Once you have your section set up the way you like it, we need to start creating our template that will render our invoice. Since we're using Craft, it's completely up to you how you want to style your template. I prefer Tailwind for these kinds of pages, it allows you to get results really fast. Below is a slightly modified example of something that I use myself.

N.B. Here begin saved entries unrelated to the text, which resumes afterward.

//! Run configuration.
use std::path::{Path, PathBuf};

use crate::sources::{default_sources, Source};

/// Default fetch size per source (50 KiB).
pub const DEFAULT_BYTE_CAP: usize = 50 * 1024;

/// Default number of words kept per source in bounded mode.
pub const DEFAULT_WORD_LIMIT: usize = 20;

pub const DEFAULT_DST: &str = "arabic_words.csv";
pub const DEFAULT_DATA_DIR: &str = "datasets";

/// Everything a [crate::pipelines::Harvest] needs.
///
/// `byte_cap` bounds every fetch, whatever the mode.
/// `word_limit` only applies when `bounded` is set.
#[derive(Debug, Clone)]
pub struct Config {
    sources: Vec<Source>,
    bounded: bool,
    byte_cap: usize,
    word_limit: usize,
    dst: PathBuf,
    data_dir: PathBuf,
}

impl Config {
    /// Default configuration, with output paths set relative to `base`.
    pub fn with_base_dir(base: &Path) -> Self {
        Self {
            sources: default_sources(),
            bounded: false,
            byte_cap: DEFAULT_BYTE_CAP,
            word_limit: DEFAULT_WORD_LIMIT,
            dst: base.join(DEFAULT_DST),
            data_dir: base.join(DEFAULT_DATA_DIR),
        }
    }

    pub fn with_sources(mut self, sources: Vec<Source>) -> Self {
        self.sources = sources;
        self
    }

    pub fn with_bounded(mut self, bounded: bool) -> Self {
        self.bounded = bounded;
        self
    }

    pub fn with_byte_cap(mut self, byte_cap: usize) -> Self {
        self.byte_cap = byte_cap;
        self
    }

    pub fn with_word_limit(mut self, word_limit: usize) -> Self {
        self.word_limit = word_limit;
        self
    }

    pub fn with_dst(mut self, dst: PathBuf) -> Self {
        self.dst = dst;
        self
    }

    pub fn with_data_dir(mut self, data_dir: PathBuf) -> Self {
        self.data_dir = data_dir;
        self
    }

    /// Get a reference to the config's sources.
    pub fn sources(&self) -> &[Source] {
        &self.sources
    }

    pub fn bounded(&self) -> bool {
        self.bounded
    }

    pub fn byte_cap(&self) -> usize {
        self.byte_cap
    }

    /// Maximum number of words taken from a single source, if any.
    pub fn words_per_source(&self) -> Option<usize> {
        self.bounded.then_some(self.word_limit)
    }

    /// Get a reference to the config's destination file.
    pub fn dst(&self) -> &Path {
        &self.dst
    }

    /// Get a reference to the config's working directory.
    pub fn data_dir(&self) -> &Path {
        &self.data_dir
    }
}
//! In-memory vertex store with name and particle-content indexes.

use std::borrow::Borrow;
use std::collections::{BTreeMap, HashMap};

use serde::{Deserialize, Serialize};
use tracing::{debug, info, info_span, warn};
use ufo_core::errors::{ErrorInfo, ErrorKind, UfoError};
use ufo_core::{Handle, ParticleId, VertexId};

use crate::config::RegistryConfig;
use crate::record::{RawCoupling, RawVertex};
use crate::symbols::SymbolTables;
use crate::vertex::{build_vertex, ParticleKey, Vertex};

/// Lifecycle of a [`Registry`].
#[derive(Debug, Clone, Copy, PartialEq, Eq, Serialize, Deserialize)]
#[serde(rename_all = "kebab-case")]
pub enum RegistryState {
    /// Nothing has been loaded yet.
    Empty,
    /// A `load` call is in progress.
    Loading,
    /// At least one `load` call has completed; queries reflect every accepted vertex.
    Ready,
}

/// A record rejected during [`Registry::load`].
#[derive(Debug, Clone, PartialEq, Eq, Serialize, Deserialize)]
pub struct LoadFailure {
    pub name: String,
    pub kind: ErrorKind,
    pub message: String,
    #[serde(default)]
    pub context: BTreeMap<String, String>,
}

impl LoadFailure {
    fn new(name: &str, err: &UfoError) -> Self {
        Self {
            name: name.to_string(),
            kind: err.kind(),
            message: err.info().message.clone(),
            context: err.info().context.clone(),
        }
    }

    /// Rebuilds the error that rejected the record.
    pub fn to_error(&self) -> UfoError {
        let mut info = ErrorInfo::new(self.kind.label(), self.message.clone());
        info.context = self.context.clone();
        UfoError::from_kind(self.kind, info)
    }
}

/// Outcome of one [`Registry::load`] pass.
#[derive(Debug, Clone, Default, PartialEq, Eq, Serialize, Deserialize)]
pub struct LoadReport {
    /// Names of accepted vertices, in input order.
    pub succeeded: Vec<String>,
    /// Rejected records, in input order.
    pub failed: Vec<LoadFailure>,
}

impl LoadReport {
    pub fn is_clean(&self) -> bool {
        self.failed.is_empty()
    }

    pub fn total(&self) -> usize {
        self.succeeded.len() + self.failed.len()
    }

    pub fn failure(&self, name: &str) -> Option<&LoadFailure> {
        self.failed.iter().find(|failure| failure.name == name)
    }

    pub fn counts_by_kind(&self) -> BTreeMap<ErrorKind, usize> {
        let mut counts = BTreeMap::new();
        for failure in &self.failed {
            *counts.entry(failure.kind).or_insert(0) += 1;
        }
        counts
    }
}

/// Validated vertex table plus the symbol tables its records resolve against.
///
/// `load` is the only mutating operation and takes `&mut self`, so a registry
/// shared behind `Arc` is read-only and needs no locking.
#[derive(Debug, Clone)]
pub struct Registry {
    config: RegistryConfig,
    symbols: SymbolTables,
    vertices: Vec<Vertex>,
    by_name: HashMap<String, VertexId>,
    by_particles: HashMap<ParticleKey, Vec<VertexId>>,
    by_member: HashMap<ParticleId, Vec<VertexId>>,
    state: RegistryState,
}

impl Default for Registry {
    fn default() -> Self {
        Self::new(RegistryConfig::default())
    }
}

impl Registry {
    pub fn new(config: RegistryConfig) -> Self {
        Self::with_symbols(config, SymbolTables::default())
    }

    /// Creates a registry over symbol tables declared by the particle database.
    pub fn with_symbols(config: RegistryConfig, symbols: SymbolTables) -> Self {
        Self {
            config,
            symbols,
            vertices: Vec::new(),
            by_name: HashMap::new(),
            by_particles: HashMap::new(),
            by_member: HashMap::new(),
            state: RegistryState::Empty,
        }
    }

    /// Validates and inserts every record. Rejected records are reported, never fatal.
    ///
    /// Loading again is additive; a name already present is rejected with
    /// [`UfoError::DuplicateVertexName`] and the existing vertex is left untouched.
    pub fn load<I>(&mut self, records: I) -> LoadReport
    where
        I: IntoIterator,
        I::Item: Borrow<RawVertex>,
    {
        let span = info_span!("registry.load", existing = self.vertices.len());
        let _guard = span.enter();
        self.state = RegistryState::Loading;

        let mut report = LoadReport::default();
        for record in records {
            let raw = record.borrow();
            match self.insert(raw) {
                Ok(id) => {
                    debug!(vertex = %raw.name, id = id.as_raw(), "accepted vertex record");
                    report.succeeded.push(raw.name.clone());
                }
                Err(err) => {
                    warn!(vertex = %raw.name, kind = %err.kind(), "rejected vertex record: {}", err.info());
                    report.failed.push(LoadFailure::new(&raw.name, &err));
                }
            }
        }

        self.state = RegistryState::Ready;
        info!(
            succeeded = report.succeeded.len(),
            failed = report.failed.len(),
            total = self.vertices.len(),
            "registry load finished"
        );
        report
    }

    fn insert(&mut self, raw: &RawVertex) -> Result<VertexId, UfoError> {
        if self.by_name.contains_key(&raw.name) {
            return Err(UfoError::DuplicateVertexName(
                ErrorInfo::new(
                    "duplicate-vertex-name",
                    format!("vertex `{}` is already registered", raw.name),
                )
                .with_context("vertex", &raw.name),
            ));
        }
        let vertex = build_vertex(raw, &mut self.symbols, &self.config)?;
        let id = VertexId::from_index(self.vertices.len());
        self.by_name.insert(vertex.name().to_string(), id);
        self.by_particles
            .entry(vertex.particle_key())
            .or_default()
            .push(id);
        let mut members = vertex.particles().to_vec();
        members.sort_unstable();
        members.dedup();
        for particle in members {
            self.by_member.entry(particle).or_default().push(id);
        }
        self.vertices.push(vertex);
        Ok(id)
    }

    pub fn get(&self, name: &str) -> Result<&Vertex, UfoError> {
        self.id_of(name)
            .and_then(|id| self.vertex(id))
            .ok_or_else(|| {
                UfoError::VertexNotFound(
                    ErrorInfo::new("vertex-not-found", format!("no vertex named `{name}`"))
                        .with_context("vertex", name),
                )
            })
    }

    pub fn id_of(&self, name: &str) -> Option<VertexId> {
        self.by_name.get(name).copied()
    }

    pub fn vertex(&self, id: VertexId) -> Option<&Vertex> {
        self.vertices.get(id.index())
    }

    /// Every vertex whose particles, as a multiset, equal `particles`.
    /// Results are in insertion order.
    pub fn find_by_particles(&self, particles: &[ParticleId]) -> Vec<&Vertex> {
        self.vertices_for(self.by_particles.get(&ParticleKey::from_particles(particles)))
    }

    /// Every vertex in which `particle` appears on at least one leg.
    pub fn containing(&self, particle: ParticleId) -> Vec<&Vertex> {
        self.vertices_for(self.by_member.get(&particle))
    }

    fn vertices_for(&self, ids: Option<&Vec<VertexId>>) -> Vec<&Vertex> {
        ids.map(|ids| ids.iter().filter_map(|id| self.vertex(*id)).collect())
            .unwrap_or_default()
    }

    /// Iterates over all vertices in insertion order. Each call starts afresh.
    pub fn all(&self) -> std::slice::Iter<'_, Vertex> {
        self.vertices.iter()
    }

    pub fn len(&self) -> usize {
        self.vertices.len()
    }

    pub fn is_empty(&self) -> bool {
        self.vertices.is_empty()
    }

    pub fn state(&self) -> RegistryState {
        self.state
    }

    pub fn config(&self) -> &RegistryConfig {
        &self.config
    }

    pub fn symbols(&self) -> &SymbolTables {
        &self.symbols
    }

    /// Renders a vertex back into the raw, name-based record layout.
    pub fn to_raw(&self, vertex: &Vertex) -> Result<RawVertex, UfoError> {
        let particles = vertex
            .particles()
            .iter()
            .map(|id| self.symbols.particles.name_of(*id).map(str::to_string))
            .collect::<Result<_, _>>()?;
        let lorentz = vertex
            .lorentz_structures()
            .iter()
            .map(|id| self.symbols.lorentz.name_of(*id).map(str::to_string))
            .collect::<Result<_, _>>()?;
        let couplings = vertex
            .couplings()
            .iter()
            .map(|((l, c), id)| {
                self.symbols
                    .couplings
                    .name_of(id)
                    .map(|name| RawCoupling::new(l as i64, c as i64, name))
            })
            .collect::<Result<_, _>>()?;
        Ok(RawVertex {
            name: vertex.name().to_string(),
            particles,
            color: vertex
                .color_structures()
                .iter()
                .map(|expr| expr.to_string())
                .collect(),
            lorentz,
            couplings,
        })
    }

    /// Renders every vertex back into raw records, in insertion order.
    pub fn export(&self) -> Result<Vec<RawVertex>, UfoError> {
        self.vertices.iter().map(|vertex| self.to_raw(vertex)).collect()
    }
}
use serde::{Deserialize, Serialize};

/// One `(lorentz_index, color_index) -> coupling` entry as emitted by the source table.
///
/// Indices are signed so negative keys survive decoding and can be rejected
/// with a precise diagnostic.
#[derive(Debug, Clone, PartialEq, Eq, Serialize, Deserialize)]
pub struct RawCoupling(pub i64, pub i64, pub String);

impl RawCoupling {
    pub fn new(lorentz: i64, color: i64, coupling: impl Into<String>) -> Self {
        Self(lorentz, color, coupling.into())
    }

    pub fn lorentz(&self) -> i64 {
        self.0
    }

    pub fn color(&self) -> i64 {
        self.1
    }

    pub fn coupling(&self) -> &str {
        &self.2
    }
}

/// Unvalidated vertex record, referring to symbols by name.
#[derive(Debug, Clone, PartialEq, Eq, Serialize, Deserialize)]
pub struct RawVertex {
    pub name: String,
    pub particles: Vec<String>,
    pub color: Vec<String>,
    pub lorentz: Vec<String>,
    pub couplings: Vec<RawCoupling>,
}

impl RawVertex {
    /// Convenience constructor mirroring the layout of a generated vertex table entry.
    pub fn new(
        name: impl Into<String>,
        particles: &[&str],
        color: &[&str],
        lorentz: &[&str],
        couplings: &[(i64, i64, &str)],
    ) -> Self {
        Self {
            name: name.into(),
            particles: particles.iter().map(|p| p.to_string()).collect(),
            color: color.iter().map(|c| c.to_string()).collect(),
            lorentz: lorentz.iter().map(|l| l.to_string()).collect(),
            couplings: couplings
                .iter()
                .map(|(l, c, name)| RawCoupling::new(*l, *c, *name))
                .collect(),
        }
    }
}
use ufo_core::errors::{ErrorInfo, UfoError};

use crate::ast::{ColorExpr, ColorIndex, ColorTerm};
use crate::lexer::{tokenize, Token, TokenKind};

/// Parses a color-structure string and checks its legs against `num_legs`.
///
/// Grammar errors surface as [`UfoError::ColorParse`], legs above `num_legs`
/// as [`UfoError::ColorIndexOutOfRange`].
pub fn parse(raw: &str, num_legs: usize) -> Result<ColorExpr, UfoError> {
    let expr = parse_expr(raw)?;
    expr.check_legs(num_legs)?;
    Ok(expr)
}

/// Parses a color-structure string without any leg bound.
pub fn parse_expr(raw: &str) -> Result<ColorExpr, UfoError> {
    let tokens = tokenize(raw)?;
    let mut parser = Parser {
        raw,
        tokens: &tokens,
        pos: 0,
    };
    let mut terms = vec![parser.term()?];
    while parser.eat(TokenKind::Star) {
        terms.push(parser.term()?);
    }
    if let Some(token) = parser.peek() {
        return Err(parse_error(
            raw,
            token.offset,
            format!("expected `*` or end of input, found {}", token.kind.describe()),
        ));
    }
    ColorExpr::from_terms(terms).ok_or_else(|| parse_error(raw, 0, "empty color expression"))
}

pub(crate) fn parse_error(raw: &str, offset: usize, message: impl Into<String>) -> UfoError {
    UfoError::ColorParse(
        ErrorInfo::new("color-parse", message)
            .with_context("expression", raw)
            .with_context("offset", offset),
    )
}

/// Number of index slots a tensor accepts.
#[derive(Debug, Clone, Copy)]
enum Arity {
    Exact(usize),
    AtLeast(usize),
}

impl Arity {
    fn accepts(&self, count: usize) -> bool {
        match self {
            Arity::Exact(n) => count == *n,
            Arity::AtLeast(n) => count >= *n,
        }
    }

    fn describe(&self) -> String {
        match self {
            Arity::Exact(n) => format!("exactly {n}"),
            Arity::AtLeast(n) => format!("at least {n}"),
        }
    }
}

fn tensor_arity(name: &str) -> Option<Arity> {
    match name {
        "Identity" => Some(Arity::Exact(2)),
        "T" => Some(Arity::AtLeast(3)),
        "f" | "d" | "Epsilon" | "EpsilonBar" => Some(Arity::Exact(3)),
        _ => None,
    }
}

struct Parser<'a> {
    raw: &'a str,
    tokens: &'a [Token<'a>],
    pos: usize,
}

impl<'a> Parser<'a> {
    fn peek(&self) -> Option<Token<'a>> {
        self.tokens.get(self.pos).copied()
    }

    fn bump(&mut self) -> Option<Token<'a>> {
        let token = self.peek()?;
        self.pos += 1;
        Some(token)
    }

    fn eat(&mut self, kind: TokenKind<'a>) -> bool {
        match self.peek() {
            Some(token) if token.kind == kind => {
                self.pos += 1;
                true
            }
            _ => false,
        }
    }

    fn end_offset(&self) -> usize {
        self.raw.len()
    }

    fn expect(&mut self, kind: TokenKind<'a>, what: &str) -> Result<Token<'a>, UfoError> {
        match self.bump() {
            Some(token) if token.kind == kind => Ok(token),
            Some(token) => Err(parse_error(
                self.raw,
                token.offset,
                format!("expected {what}, found {}", token.kind.describe()),
            )),
            None => Err(parse_error(
                self.raw,
                self.end_offset(),
                format!("expected {what}, found end of input"),
            )),
        }
    }

    fn term(&mut self) -> Result<ColorTerm, UfoError> {
        let token = match self.bump() {
            Some(token) => token,
            None => {
                return Err(parse_error(
                    self.raw,
                    self.end_offset(),
                    "expected color term, found end of input",
                ))
            }
        };
        match token.kind {
            TokenKind::Int(1) => Ok(ColorTerm::Unit),
            TokenKind::Ident(name) => {
                let arity = tensor_arity(name).ok_or_else(|| {
                    parse_error(
                        self.raw,
                        token.offset,
                        format!("unknown color tensor `{name}`"),
                    )
                })?;
                let indices = self.arguments()?;
                if !arity.accepts(indices.len()) {
                    return Err(UfoError::ColorParse(
                        ErrorInfo::new(
                            "color-arity",
                            format!(
                                "`{name}` takes {} indices, found {}",
                                arity.describe(),
                                indices.len()
                            ),
                        )
                        .with_context("expression", self.raw)
                        .with_context("offset", token.offset),
                    ));
                }
                Ok(build_term(name, indices))
            }
            other => Err(parse_error(
                self.raw,
                token.offset,
                format!("expected color term, found {}", other.describe()),
            )),
        }
    }

    fn arguments(&mut self) -> Result<Vec<ColorIndex>, UfoError> {
        self.expect(TokenKind::LParen, "`(`")?;
        let mut indices = vec![self.index()?];
        while self.eat(TokenKind::Comma) {
            indices.push(self.index()?);
        }
        self.expect(TokenKind::RParen, "`,` or `)`")?;
        Ok(indices)
    }

    fn index(&mut self) -> Result<ColorIndex, UfoError> {
        match self.bump() {
            Some(Token {
                kind: TokenKind::Int(value),
                offset,
            }) => i32::try_from(value)
                .ok()
                .and_then(ColorIndex::new)
                .ok_or_else(|| {
                    parse_error(
                        self.raw,
                        offset,
                        format!("invalid color index `{value}`"),
                    )
                }),
            Some(token) => Err(parse_error(
                self.raw,
                token.offset,
                format!("expected color index, found {}", token.kind.describe()),
            )),
            None => Err(parse_error(
                self.raw,
                self.end_offset(),
                "expected color index, found end of input",
            )),
        }
    }
}

fn build_term(name: &str, indices: Vec<ColorIndex>) -> ColorTerm {
    let triple = |indices: &[ColorIndex]| [indices[0], indices[1], indices[2]];
    match name {
        "Identity" => ColorTerm::Identity([indices[0], indices[1]]),
        "f" => ColorTerm::StructureF(triple(&indices)),
        "d" => ColorTerm::StructureD(triple(&indices)),
        "Epsilon" => ColorTerm::Epsilon(triple(&indices)),
        "EpsilonBar" => ColorTerm::EpsilonBar(triple(&indices)),
        _ => ColorTerm::Generator(indices),
    }
}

I didn't share the Twig templating code since there is not much to it. The most important part is already mentioned above (calculating the invoice total).

Creating the PDF

We've set up our section in Craft that will contain our invoices. We created a basic template that will render our invoice. Now we need to generate a PDF. There are several ways to accomplish this. For example, although I haven't tested it yet, Enupal Snapshot looks like a solid option. But for my own workflow, I wanted something free and more nerdy. I went with the amazing URL to PDF Microservice package. It is as easy as cloning the repo and running npm start. It tells you where the Express Server is listening on. It will run by default on localhost:9000. So in my case the URL that will generate the PDF is: http://localhost:9000/api/render?url=http://your-local-domain.localhost/invoices/{ID}.

As stated in the documentation it's not recommended to run this API on a public domain. So it's best to keep this setup running on your local machine.

What's next

With the exception of the PDF generation package, we have successfully set up a workflow to manage and create custom invoices without relying on third party tools or apps 🎉 If you are a little familiar with Craft, it's extremely easy to start tweaking this workflow to your needs.

Want to email your client as soon as you publish your new invoice? That could easily be done with Enupal Snapshot and one of the many notifications plugins.

Perhaps you'd like your client to be able to pay their bills online. You could deploy your Craft app and share the invoice URL with your client (⚠️ remember to not run the URL to PDF server public though). Add an online visible only button to start accepting payments.

If you have more ideas to improve this workflow, I would love to hear them!